Jois Ramesh, Bajaj Radhika
Department of Clinical Immunology and Rheumatology, Manipal Hospital, Millers Road, Bangalore, India.
Best Pract Res Clin Rheumatol. 2025 May;39(2):102056. doi: 10.1016/j.berh.2025.102056. Epub 2025 Mar 14.

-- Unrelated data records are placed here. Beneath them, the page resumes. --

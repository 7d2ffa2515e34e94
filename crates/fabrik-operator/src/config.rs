//! `fabrik.toml` configuration.
//!
//! Every section has defaults, so an empty file is a valid configuration.
//! Durations are human strings (`"500ms"`, `"30s"`, `"5m"`, `"2h"`) and are
//! checked by [`FabrikConfig::validate`] at startup.

use std::collections::BTreeMap;
use std::path::Path;
use std::time::Duration;

use serde::{Deserialize, Serialize};
use serde_json::Value;

use fabrik_network::{
    InstanceGroupTemplate, JobRef, NetworkSpec, ReleaseRef, Segmentation,
};

use crate::error::{OperatorError, OperatorResult};
use crate::kind::OperatorKind;
use crate::task::TaskType;

#[derive(Debug, Clone, Default, Serialize, Deserialize)]
#[serde(default)]
pub struct FabrikConfig {
    pub operator: OperatorConfig,
    pub poller: PollerConfig,
    pub deployment: DeploymentConfig,
    pub network: NetworkConfig,
    pub tasks: TasksConfig,
    /// Serial service flows by name.
    pub serviceflows: BTreeMap<String, ServiceFlowDefinition>,
}

#[derive(Debug, Clone, Serialize, Deserialize)]
#[serde(default)]
pub struct OperatorConfig {
    /// Identity stamped on claims and locks; generated when absent.
    pub identity: Option<String>,
    /// Worker tasks per operator.
    pub workers: usize,
    /// Pending resources per operator before the watch loop waits.
    pub queue_capacity: usize,
    pub watch_timeout: String,
    pub watch_error_delay: String,
}

impl Default for OperatorConfig {
    fn default() -> Self {
        Self {
            identity: None,
            workers: 10,
            queue_capacity: 256,
            watch_timeout: "5m".to_string(),
            watch_error_delay: "5s".to_string(),
        }
    }
}

#[derive(Debug, Clone, Serialize, Deserialize)]
#[serde(default)]
pub struct PollerConfig {
    pub interval: String,
    /// Extra slack before another replica's poller lock is considered stale.
    pub relaxation: String,
    /// `in_progress` deadline for kinds without an entry in `timeouts`.
    pub default_timeout: String,
    /// Per-kind deadlines keyed by operator kind name (`backup`, `task`, ...).
    pub timeouts: BTreeMap<String, String>,
    /// How long an `aborting` resource may wait for its backend job.
    pub abort_timeout: String,
}

impl Default for PollerConfig {
    fn default() -> Self {
        Self {
            interval: "10s".to_string(),
            relaxation: "5s".to_string(),
            default_timeout: "30m".to_string(),
            timeouts: BTreeMap::new(),
            abort_timeout: "10m".to_string(),
        }
    }
}

#[derive(Debug, Clone, Serialize, Deserialize)]
#[serde(default)]
pub struct DeploymentConfig {
    pub name_prefix: String,
    pub release: ReleaseRef,
    pub instance_group: InstanceGroupTemplate,
    /// Deployment locks older than this may be taken over.
    pub lock_ttl: String,
    /// TTL of the network segment allocation lock. Held only while the
    /// lowest free index is picked, so a crashed holder frees it quickly.
    pub allocation_lock_ttl: String,
}

impl Default for DeploymentConfig {
    fn default() -> Self {
        Self {
            name_prefix: "service-fabrik".to_string(),
            release: ReleaseRef {
                name: "service-fabrik".to_string(),
                version: "latest".to_string(),
            },
            instance_group: InstanceGroupTemplate {
                name: "service".to_string(),
                jobs: vec![JobRef {
                    name: "broker-agent".to_string(),
                    release: "service-fabrik".to_string(),
                }],
                vm_type: "default".to_string(),
                stemcell: "default".to_string(),
                instances: 1,
            },
            lock_ttl: "24h".to_string(),
            allocation_lock_ttl: "30s".to_string(),
        }
    }
}

#[derive(Debug, Clone, Default, Serialize, Deserialize)]
#[serde(default)]
pub struct NetworkConfig {
    pub networks: Vec<NetworkSpec>,
    pub segmentation: Segmentation,
}

#[derive(Debug, Clone, Serialize, Deserialize)]
#[serde(default)]
pub struct TasksConfig {
    /// Task types this deployment expects to run; each must be registered.
    pub enabled: Vec<String>,
}

impl Default for TasksConfig {
    fn default() -> Self {
        Self {
            enabled: TaskType::ALL.iter().map(|t| t.name().to_string()).collect(),
        }
    }
}

/// An ordered list of tasks run one after another.
#[derive(Debug, Clone, PartialEq, Serialize, Deserialize)]
pub struct ServiceFlowDefinition {
    #[serde(default)]
    pub description: String,
    pub tasks: Vec<FlowTaskDefinition>,
}

#[derive(Debug, Clone, PartialEq, Serialize, Deserialize)]
pub struct FlowTaskDefinition {
    pub task_type: String,
    #[serde(default)]
    pub task_description: String,
    /// Overrides the flow's parameters for this task when set.
    #[serde(default)]
    pub operation_params: Value,
}

impl FabrikConfig {
    pub fn from_file(path: &Path) -> OperatorResult<Self> {
        let content = std::fs::read_to_string(path)
            .map_err(|e| OperatorError::Config(format!("{}: {e}", path.display())))?;
        Self::from_toml(&content)
    }

    pub fn from_toml(content: &str) -> OperatorResult<Self> {
        toml::from_str(content).map_err(|e| OperatorError::Config(e.to_string()))
    }

    /// Check everything that can be checked without a store.
    pub fn validate(&self) -> OperatorResult<()> {
        if self.operator.workers == 0 {
            return Err(OperatorError::Config("operator.workers must be > 0".into()));
        }
        if self.operator.queue_capacity == 0 {
            return Err(OperatorError::Config(
                "operator.queue_capacity must be > 0".into(),
            ));
        }
        self.watch_timeout()?;
        self.watch_error_delay()?;
        self.poll_interval()?;
        self.poll_relaxation()?;
        self.abort_timeout()?;
        self.lock_ttl()?;
        if self.allocation_lock_ttl()? < Duration::from_secs(1) {
            return Err(OperatorError::Config(
                "deployment.allocation_lock_ttl must be at least 1s".into(),
            ));
        }
        for kind in OperatorKind::ALL {
            self.timeout_for(kind)?;
        }
        for name in self.poller.timeouts.keys() {
            if OperatorKind::from_name(name).is_none() {
                return Err(OperatorError::Config(format!(
                    "poller.timeouts: unknown kind '{name}'"
                )));
            }
        }
        for network in &self.network.networks {
            network.validate()?;
        }
        if self.network.segmentation.size == 0 {
            return Err(OperatorError::Config(
                "network.segmentation.size must be > 0".into(),
            ));
        }
        for (name, flow) in &self.serviceflows {
            if flow.tasks.is_empty() {
                return Err(OperatorError::Config(format!(
                    "service flow '{name}' has no tasks"
                )));
            }
        }
        Ok(())
    }

    pub fn watch_timeout(&self) -> OperatorResult<Duration> {
        parse_setting("operator.watch_timeout", &self.operator.watch_timeout)
    }

    pub fn watch_error_delay(&self) -> OperatorResult<Duration> {
        parse_setting("operator.watch_error_delay", &self.operator.watch_error_delay)
    }

    pub fn poll_interval(&self) -> OperatorResult<Duration> {
        parse_setting("poller.interval", &self.poller.interval)
    }

    pub fn poll_relaxation(&self) -> OperatorResult<Duration> {
        parse_setting("poller.relaxation", &self.poller.relaxation)
    }

    pub fn abort_timeout(&self) -> OperatorResult<Duration> {
        parse_setting("poller.abort_timeout", &self.poller.abort_timeout)
    }

    pub fn lock_ttl(&self) -> OperatorResult<Duration> {
        parse_setting("deployment.lock_ttl", &self.deployment.lock_ttl)
    }

    pub fn allocation_lock_ttl(&self) -> OperatorResult<Duration> {
        parse_setting(
            "deployment.allocation_lock_ttl",
            &self.deployment.allocation_lock_ttl,
        )
    }

    /// `in_progress` deadline for one operator kind.
    pub fn timeout_for(&self, kind: OperatorKind) -> OperatorResult<Duration> {
        match self.poller.timeouts.get(kind.name()) {
            Some(value) => parse_setting(&format!("poller.timeouts.{}", kind.name()), value),
            None => parse_setting("poller.default_timeout", &self.poller.default_timeout),
        }
    }

    pub fn serviceflow(&self, name: &str) -> OperatorResult<&ServiceFlowDefinition> {
        self.serviceflows
            .get(name)
            .ok_or_else(|| OperatorError::Config(format!("service flow '{name}' is not defined")))
    }
}

fn parse_setting(name: &str, value: &str) -> OperatorResult<Duration> {
    parse_duration(value)
        .ok_or_else(|| OperatorError::Config(format!("{name}: invalid duration '{value}'")))
}

/// Parse `"500ms"`, `"30s"`, `"5m"`, `"2h"` or a bare number of seconds.
pub fn parse_duration(s: &str) -> Option<Duration> {
    let s = s.trim();
    if let Some(ms) = s.strip_suffix("ms") {
        ms.parse::<u64>().ok().map(Duration::from_millis)
    } else if let Some(secs) = s.strip_suffix('s') {
        secs.parse::<u64>().ok().map(Duration::from_secs)
    } else if let Some(mins) = s.strip_suffix('m') {
        mins.parse::<u64>().ok().map(|m| Duration::from_secs(m * 60))
    } else if let Some(hours) = s.strip_suffix('h') {
        hours.parse::<u64>().ok().map(|h| Duration::from_secs(h * 3600))
    } else {
        s.parse::<u64>().ok().map(Duration::from_secs)
    }
}

#[cfg(test)]
mod tests {
    use super::*;

    #[test]
    fn empty_config_is_valid() {
        let config = FabrikConfig::from_toml("").unwrap();
        config.validate().unwrap();
        assert_eq!(config.operator.workers, 10);
        assert_eq!(config.poll_interval().unwrap(), Duration::from_secs(10));
        assert_eq!(config.tasks.enabled.len(), TaskType::ALL.len());
    }

    #[test]
    fn full_config_parses() {
        let config = FabrikConfig::from_toml(
            r#"
            [operator]
            identity = "fabrik-0"
            workers = 4

            [poller]
            interval = "500ms"
            default_timeout = "20m"
            [poller.timeouts]
            backup = "2h"

            [deployment]
            name_prefix = "sf"
            lock_ttl = "30m"
            allocation_lock_ttl = "10s"
            [deployment.instance_group]
            name = "postgresql"
            jobs = [{ name = "postgresql", release = "postgres" }]

            [network.segmentation]
            reserved = 16
            size = 2
            capacity = 64

            [[network.networks]]
            name = "sf_network"
            type = "manual"
            [[network.networks.subnets]]
            range = "10.11.0.0/18"
            az = "z1"

            [tasks]
            enabled = ["ServiceInstanceBackupTask"]

            [serviceflows.upgrade_to_multi_az]
            description = "Backup then update"
            [[serviceflows.upgrade_to_multi_az.tasks]]
            task_type = "ServiceInstanceBackupTask"
            task_description = "Backup before update"
            [[serviceflows.upgrade_to_multi_az.tasks]]
            task_type = "ServiceInstanceUpdateTask"
            task_description = "Multi-AZ update"
            "#,
        )
        .unwrap();
        config.validate().unwrap();

        assert_eq!(config.operator.identity.as_deref(), Some("fabrik-0"));
        assert_eq!(config.poll_interval().unwrap(), Duration::from_millis(500));
        assert_eq!(
            config.timeout_for(OperatorKind::Backup).unwrap(),
            Duration::from_secs(7200)
        );
        assert_eq!(
            config.timeout_for(OperatorKind::Deployment).unwrap(),
            Duration::from_secs(1200)
        );
        assert_eq!(config.network.segmentation.capacity, 64);
        assert_eq!(config.network.networks[0].subnets[0].az, "z1");
        assert_eq!(config.deployment.instance_group.vm_type, "default");
        assert_eq!(config.lock_ttl().unwrap(), Duration::from_secs(1800));
        assert_eq!(
            config.allocation_lock_ttl().unwrap(),
            Duration::from_secs(10)
        );
        let flow = config.serviceflow("upgrade_to_multi_az").unwrap();
        assert_eq!(flow.tasks.len(), 2);
    }

    #[test]
    fn invalid_settings_rejected() {
        let mut config = FabrikConfig::default();
        config.poller.interval = "soon".to_string();
        assert!(matches!(config.validate(), Err(OperatorError::Config(_))));

        let mut config = FabrikConfig::default();
        config.poller.timeouts.insert("snapshot".into(), "1m".into());
        assert!(config.validate().is_err());

        let mut config = FabrikConfig::default();
        config.deployment.allocation_lock_ttl = "500ms".to_string();
        assert!(matches!(config.validate(), Err(OperatorError::Config(_))));

        let mut config = FabrikConfig::default();
        config.network.networks.push(NetworkSpec::manual(
            "bad",
            vec![fabrik_network::SubnetSpec::new("10.0.0.0/99", "z1")],
        ));
        assert!(matches!(config.validate(), Err(OperatorError::Network(_))));
    }

    #[test]
    fn loads_from_file() {
        let dir = tempfile::tempdir().unwrap();
        let path = dir.path().join("fabrik.toml");
        std::fs::write(&path, "[operator]\nworkers = 3\n").unwrap();
        let config = FabrikConfig::from_file(&path).unwrap();
        assert_eq!(config.operator.workers, 3);
        assert_eq!(config.operator.queue_capacity, 256);
        assert_eq!(
            config.allocation_lock_ttl().unwrap(),
            Duration::from_secs(30)
        );

        assert!(FabrikConfig::from_file(&dir.path().join("missing.toml")).is_err());
    }

    #[test]
    fn unknown_flow_is_config_error() {
        let config = FabrikConfig::default();
        assert!(matches!(
            config.serviceflow("nope"),
            Err(OperatorError::Config(_))
        ));
    }

    #[test]
    fn parse_duration_units() {
        assert_eq!(parse_duration("500ms"), Some(Duration::from_millis(500)));
        assert_eq!(parse_duration("30s"), Some(Duration::from_secs(30)));
        assert_eq!(parse_duration("2m"), Some(Duration::from_secs(120)));
        assert_eq!(parse_duration("1h"), Some(Duration::from_secs(3600)));
        assert_eq!(parse_duration("10"), Some(Duration::from_secs(10)));
        assert_eq!(parse_duration("ten"), None);
    }
}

Infections can mimic Primary Systemic Vasculitis. Many clinical features and investigations maybe very similar between the two conditions. It is very important for the clinician to be aware of the various infections which mimic vasculitis, since inadvertent immunosuppression in these patients can be fatal. Infections can mimic small, medium or large vessel vasculitis. Infections can produce autoantibodies such as Anti-neutrophil cytoplasmic antibody through molecular mimicry and could confound clinical judgement. In addition to the many infections causing vasculitis, more recently COVID-19 associated vasculitis has been described. The exact pathogenesis of infection associated vasculitis is not clear although direct spread, immune complex deposition and T/B cell activation are proposed. Infection as an etiological agent for primary systemic vasculitis has long been debated but definite evidence for the same is lacking. Many drugs used in daily clinical practice can rarely cause vasculitis. More recently Immune-check point inhibitors-induced vasculitis has been described.
感染可酷似原发性系统性血管炎。两种情况之间的许多临床特征和检查可能非常相似。临床医生了解各种酷似血管炎的感染非常重要,因为这些患者不经意的免疫抑制可能是致命的。感染可酷似小、中或大血管血管炎。感染可通过分子模拟产生自身抗体,如抗中性粒细胞胞浆抗体,可能混淆临床判断。除了许多导致血管炎的感染外,最近还描述了与 COVID-19 相关的血管炎。尽管有人提出了直接传播、免疫复合物沉积和 T/B 细胞激活,但感染相关血管炎的确切发病机制尚不清楚。感染作为原发性系统性血管炎的病因长期以来一直存在争议,但缺乏确凿证据。日常临床实践中使用的许多药物很少会引起血管炎。最近还描述了免疫检查点抑制剂诱导的血管炎。